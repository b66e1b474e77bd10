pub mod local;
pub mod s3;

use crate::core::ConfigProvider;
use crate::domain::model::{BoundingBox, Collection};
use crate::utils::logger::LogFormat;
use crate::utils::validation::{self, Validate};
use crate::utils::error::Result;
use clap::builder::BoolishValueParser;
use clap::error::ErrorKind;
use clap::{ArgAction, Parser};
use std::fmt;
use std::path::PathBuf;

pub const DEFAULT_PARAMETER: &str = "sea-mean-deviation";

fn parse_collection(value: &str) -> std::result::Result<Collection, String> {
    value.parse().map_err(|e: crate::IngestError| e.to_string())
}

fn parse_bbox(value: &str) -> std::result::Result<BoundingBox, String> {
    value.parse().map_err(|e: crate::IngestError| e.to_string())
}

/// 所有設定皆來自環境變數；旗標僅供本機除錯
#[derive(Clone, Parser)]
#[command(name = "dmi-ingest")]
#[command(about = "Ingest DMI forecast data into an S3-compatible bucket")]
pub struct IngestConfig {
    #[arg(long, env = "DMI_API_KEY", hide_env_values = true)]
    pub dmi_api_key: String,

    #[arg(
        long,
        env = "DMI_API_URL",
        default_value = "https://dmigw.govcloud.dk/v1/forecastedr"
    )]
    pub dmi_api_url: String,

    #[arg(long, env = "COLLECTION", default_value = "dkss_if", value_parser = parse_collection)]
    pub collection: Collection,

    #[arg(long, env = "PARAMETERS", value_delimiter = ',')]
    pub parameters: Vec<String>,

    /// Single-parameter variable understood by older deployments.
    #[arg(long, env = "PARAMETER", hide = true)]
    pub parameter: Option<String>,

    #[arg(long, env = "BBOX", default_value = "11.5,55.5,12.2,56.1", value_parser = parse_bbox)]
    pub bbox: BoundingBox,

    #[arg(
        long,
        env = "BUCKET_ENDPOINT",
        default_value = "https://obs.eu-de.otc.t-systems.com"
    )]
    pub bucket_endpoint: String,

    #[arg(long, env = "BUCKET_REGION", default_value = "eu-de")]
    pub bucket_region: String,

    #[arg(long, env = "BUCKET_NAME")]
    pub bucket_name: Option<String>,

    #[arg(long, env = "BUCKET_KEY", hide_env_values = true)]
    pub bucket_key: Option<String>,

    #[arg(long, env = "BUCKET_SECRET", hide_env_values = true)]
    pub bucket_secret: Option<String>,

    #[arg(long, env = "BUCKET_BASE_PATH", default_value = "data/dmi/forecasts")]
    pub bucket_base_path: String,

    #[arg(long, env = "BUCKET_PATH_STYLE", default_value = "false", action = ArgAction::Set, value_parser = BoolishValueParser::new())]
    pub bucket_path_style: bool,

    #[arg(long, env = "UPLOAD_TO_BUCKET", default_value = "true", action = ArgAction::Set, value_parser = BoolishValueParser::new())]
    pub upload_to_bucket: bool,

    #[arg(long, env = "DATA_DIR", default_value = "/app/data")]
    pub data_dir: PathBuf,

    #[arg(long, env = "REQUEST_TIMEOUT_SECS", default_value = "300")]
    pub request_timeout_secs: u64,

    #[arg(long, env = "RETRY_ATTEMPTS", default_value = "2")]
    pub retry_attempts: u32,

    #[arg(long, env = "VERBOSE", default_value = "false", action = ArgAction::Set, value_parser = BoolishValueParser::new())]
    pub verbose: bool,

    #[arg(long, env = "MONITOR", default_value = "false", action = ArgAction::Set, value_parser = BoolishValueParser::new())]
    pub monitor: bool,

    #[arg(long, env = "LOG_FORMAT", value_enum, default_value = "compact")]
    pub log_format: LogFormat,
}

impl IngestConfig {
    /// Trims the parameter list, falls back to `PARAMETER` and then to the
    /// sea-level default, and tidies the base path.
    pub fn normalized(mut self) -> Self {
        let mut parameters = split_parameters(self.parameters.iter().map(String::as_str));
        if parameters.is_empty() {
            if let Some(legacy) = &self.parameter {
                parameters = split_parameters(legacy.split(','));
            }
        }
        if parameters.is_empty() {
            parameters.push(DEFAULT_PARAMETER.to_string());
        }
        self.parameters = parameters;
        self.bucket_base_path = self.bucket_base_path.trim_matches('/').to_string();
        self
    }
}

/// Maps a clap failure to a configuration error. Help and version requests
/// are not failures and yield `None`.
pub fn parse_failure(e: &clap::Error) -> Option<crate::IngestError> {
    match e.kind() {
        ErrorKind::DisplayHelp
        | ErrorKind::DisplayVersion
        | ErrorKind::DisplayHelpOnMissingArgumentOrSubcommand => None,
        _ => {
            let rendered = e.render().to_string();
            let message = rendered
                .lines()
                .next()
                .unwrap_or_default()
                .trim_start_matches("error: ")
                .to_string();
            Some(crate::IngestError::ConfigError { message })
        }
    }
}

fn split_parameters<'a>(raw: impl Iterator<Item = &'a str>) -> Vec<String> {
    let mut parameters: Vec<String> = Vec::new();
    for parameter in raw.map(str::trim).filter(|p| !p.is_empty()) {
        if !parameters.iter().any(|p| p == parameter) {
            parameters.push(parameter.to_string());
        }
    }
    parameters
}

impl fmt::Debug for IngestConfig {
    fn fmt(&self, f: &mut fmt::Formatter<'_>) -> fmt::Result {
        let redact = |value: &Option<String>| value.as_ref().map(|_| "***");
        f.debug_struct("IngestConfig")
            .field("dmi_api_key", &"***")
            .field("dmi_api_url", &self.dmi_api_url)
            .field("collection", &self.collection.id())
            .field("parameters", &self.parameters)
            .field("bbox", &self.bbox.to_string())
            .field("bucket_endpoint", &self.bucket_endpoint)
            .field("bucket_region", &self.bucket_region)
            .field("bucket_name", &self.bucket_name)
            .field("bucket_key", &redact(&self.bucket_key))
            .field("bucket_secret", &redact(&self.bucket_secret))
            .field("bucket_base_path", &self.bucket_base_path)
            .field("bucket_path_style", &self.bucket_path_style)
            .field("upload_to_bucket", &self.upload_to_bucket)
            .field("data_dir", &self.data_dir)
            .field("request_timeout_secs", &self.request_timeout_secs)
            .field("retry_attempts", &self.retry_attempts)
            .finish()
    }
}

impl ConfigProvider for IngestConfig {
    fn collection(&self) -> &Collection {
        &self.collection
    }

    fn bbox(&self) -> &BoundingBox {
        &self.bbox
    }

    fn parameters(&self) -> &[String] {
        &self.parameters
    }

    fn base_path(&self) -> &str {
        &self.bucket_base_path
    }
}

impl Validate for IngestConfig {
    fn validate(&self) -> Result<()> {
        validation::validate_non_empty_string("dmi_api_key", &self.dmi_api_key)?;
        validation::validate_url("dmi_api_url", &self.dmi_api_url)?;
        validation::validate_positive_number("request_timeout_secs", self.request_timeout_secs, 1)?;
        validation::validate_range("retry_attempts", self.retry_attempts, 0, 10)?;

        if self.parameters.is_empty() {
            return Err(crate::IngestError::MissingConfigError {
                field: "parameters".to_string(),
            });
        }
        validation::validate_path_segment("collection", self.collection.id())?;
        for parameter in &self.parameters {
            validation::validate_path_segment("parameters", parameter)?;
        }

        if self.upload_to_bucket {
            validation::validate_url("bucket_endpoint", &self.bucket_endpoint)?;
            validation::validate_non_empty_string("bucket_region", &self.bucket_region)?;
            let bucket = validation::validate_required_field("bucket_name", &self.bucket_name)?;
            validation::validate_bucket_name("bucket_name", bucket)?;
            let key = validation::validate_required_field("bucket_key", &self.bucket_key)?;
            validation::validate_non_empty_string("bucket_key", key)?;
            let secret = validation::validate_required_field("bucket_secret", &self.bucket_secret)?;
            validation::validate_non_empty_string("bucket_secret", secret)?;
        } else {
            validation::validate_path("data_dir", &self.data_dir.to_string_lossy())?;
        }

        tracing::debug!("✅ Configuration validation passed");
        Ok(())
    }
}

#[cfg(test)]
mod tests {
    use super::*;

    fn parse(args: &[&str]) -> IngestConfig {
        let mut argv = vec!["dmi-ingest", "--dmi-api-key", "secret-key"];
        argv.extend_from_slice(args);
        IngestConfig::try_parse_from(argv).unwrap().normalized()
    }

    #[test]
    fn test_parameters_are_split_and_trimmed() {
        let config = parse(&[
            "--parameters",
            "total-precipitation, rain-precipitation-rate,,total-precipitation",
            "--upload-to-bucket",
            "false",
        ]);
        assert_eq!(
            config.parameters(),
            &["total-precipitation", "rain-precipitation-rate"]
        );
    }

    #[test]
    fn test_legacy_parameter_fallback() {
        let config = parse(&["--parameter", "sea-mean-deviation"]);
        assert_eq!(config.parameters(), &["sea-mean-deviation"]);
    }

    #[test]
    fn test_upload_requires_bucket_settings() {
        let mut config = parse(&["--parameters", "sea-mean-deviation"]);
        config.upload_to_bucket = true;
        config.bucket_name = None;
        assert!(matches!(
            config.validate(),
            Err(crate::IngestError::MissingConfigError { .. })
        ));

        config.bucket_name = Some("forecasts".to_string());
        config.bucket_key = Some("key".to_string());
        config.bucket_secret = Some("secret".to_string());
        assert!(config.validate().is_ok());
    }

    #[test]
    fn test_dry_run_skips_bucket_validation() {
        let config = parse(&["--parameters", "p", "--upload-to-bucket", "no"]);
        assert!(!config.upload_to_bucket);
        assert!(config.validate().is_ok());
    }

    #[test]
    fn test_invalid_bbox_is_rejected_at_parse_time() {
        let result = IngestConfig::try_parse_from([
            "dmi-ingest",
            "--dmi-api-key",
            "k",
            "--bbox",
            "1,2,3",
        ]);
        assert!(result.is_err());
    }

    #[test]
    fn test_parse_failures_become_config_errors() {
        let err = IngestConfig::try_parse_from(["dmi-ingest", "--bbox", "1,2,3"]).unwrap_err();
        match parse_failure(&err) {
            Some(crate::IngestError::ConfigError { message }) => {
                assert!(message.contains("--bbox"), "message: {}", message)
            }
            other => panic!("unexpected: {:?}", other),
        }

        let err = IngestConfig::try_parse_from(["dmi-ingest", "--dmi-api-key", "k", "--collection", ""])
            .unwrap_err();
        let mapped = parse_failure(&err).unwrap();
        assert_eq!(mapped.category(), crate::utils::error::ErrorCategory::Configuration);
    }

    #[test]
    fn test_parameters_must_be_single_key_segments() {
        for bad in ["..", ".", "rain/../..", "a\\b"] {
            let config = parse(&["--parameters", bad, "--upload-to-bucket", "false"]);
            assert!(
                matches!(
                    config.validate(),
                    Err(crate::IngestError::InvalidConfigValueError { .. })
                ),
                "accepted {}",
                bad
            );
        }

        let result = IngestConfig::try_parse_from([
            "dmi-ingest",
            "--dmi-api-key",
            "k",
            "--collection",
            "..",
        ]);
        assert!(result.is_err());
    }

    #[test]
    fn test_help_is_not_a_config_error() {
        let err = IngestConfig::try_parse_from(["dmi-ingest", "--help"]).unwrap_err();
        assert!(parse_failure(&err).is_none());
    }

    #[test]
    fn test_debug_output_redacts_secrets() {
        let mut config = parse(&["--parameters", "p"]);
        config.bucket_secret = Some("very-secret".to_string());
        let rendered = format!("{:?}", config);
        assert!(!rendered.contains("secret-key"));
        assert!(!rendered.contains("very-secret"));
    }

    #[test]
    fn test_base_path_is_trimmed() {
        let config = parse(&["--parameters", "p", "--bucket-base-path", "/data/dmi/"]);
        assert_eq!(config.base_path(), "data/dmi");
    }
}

——

__Aim of the exercise__:
Copy out each line of the entries where the word "mapped" is found.

__Your response__:
        let mapped = parse_failure(&err).unwrap();
        assert_eq!(mapped.category(), crate::utils::error::ErrorCategory::Configuration);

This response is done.